(Beginning of Data to examine)

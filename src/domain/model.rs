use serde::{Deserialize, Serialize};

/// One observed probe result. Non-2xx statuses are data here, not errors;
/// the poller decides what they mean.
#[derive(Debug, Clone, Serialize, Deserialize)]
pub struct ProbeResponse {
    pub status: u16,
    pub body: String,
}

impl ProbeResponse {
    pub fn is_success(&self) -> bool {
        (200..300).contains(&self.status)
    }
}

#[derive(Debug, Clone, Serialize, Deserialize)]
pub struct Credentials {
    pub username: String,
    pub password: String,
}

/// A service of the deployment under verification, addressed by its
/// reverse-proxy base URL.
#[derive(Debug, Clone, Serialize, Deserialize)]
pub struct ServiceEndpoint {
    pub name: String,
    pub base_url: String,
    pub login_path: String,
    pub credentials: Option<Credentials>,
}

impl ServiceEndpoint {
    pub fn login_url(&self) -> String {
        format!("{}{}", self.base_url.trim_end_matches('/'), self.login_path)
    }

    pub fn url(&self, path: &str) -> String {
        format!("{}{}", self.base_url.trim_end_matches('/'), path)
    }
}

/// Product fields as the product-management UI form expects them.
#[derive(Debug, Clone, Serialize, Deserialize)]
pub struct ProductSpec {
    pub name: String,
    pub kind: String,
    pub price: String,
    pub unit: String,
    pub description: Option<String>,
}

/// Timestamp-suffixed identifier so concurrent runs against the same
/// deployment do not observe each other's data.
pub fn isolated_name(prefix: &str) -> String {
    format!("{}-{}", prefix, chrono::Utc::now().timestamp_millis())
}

(End of Data to examine)

» What to produce: The response should consist of the entries, retyped exactly and in full.

» Solved exercise:
filename src/domain/model.rs
use serde::{Deserialize, Serialize};

/// One observed probe result. Non-2xx statuses are data here, not errors;
/// the poller decides what they mean.
#[derive(Debug, Clone, Serialize, Deserialize)]
pub struct ProbeResponse {
    pub status: u16,
    pub body: String,
}

impl ProbeResponse {
    pub fn is_success(&self) -> bool {
        (200..300).contains(&self.status)
    }
}

#[derive(Debug, Clone, Serialize, Deserialize)]
pub struct Credentials {
    pub username: String,
    pub password: String,
}

/// A service of the deployment under verification, addressed by its
/// reverse-proxy base URL.
#[derive(Debug, Clone, Serialize, Deserialize)]
pub struct ServiceEndpoint {
    pub name: String,
    pub base_url: String,
    pub login_path: String,
    pub credentials: Option<Credentials>,
}

impl ServiceEndpoint {
    pub fn login_url(&self) -> String {
        format!("{}{}", self.base_url.trim_end_matches('/'), self.login_path)
    }

    pub fn url(&self, path: &str) -> String {
        format!("{}{}", self.base_url.trim_end_matches('/'), path)
    }
}

/// Product fields as the product-management UI form expects them.
#[derive(Debug, Clone, Serialize, Deserialize)]
pub struct ProductSpec {
    pub name: String,
    pub kind: String,
    pub price: String,
    pub unit: String,
    pub description: Option<String>,
}

/// Timestamp-suffixed identifier so concurrent runs against the same
/// deployment do not observe each other's data.
pub fn isolated_name(prefix: &str) -> String {
    format!("{}-{}", prefix, chrono::Utc::now().timestamp_millis())
}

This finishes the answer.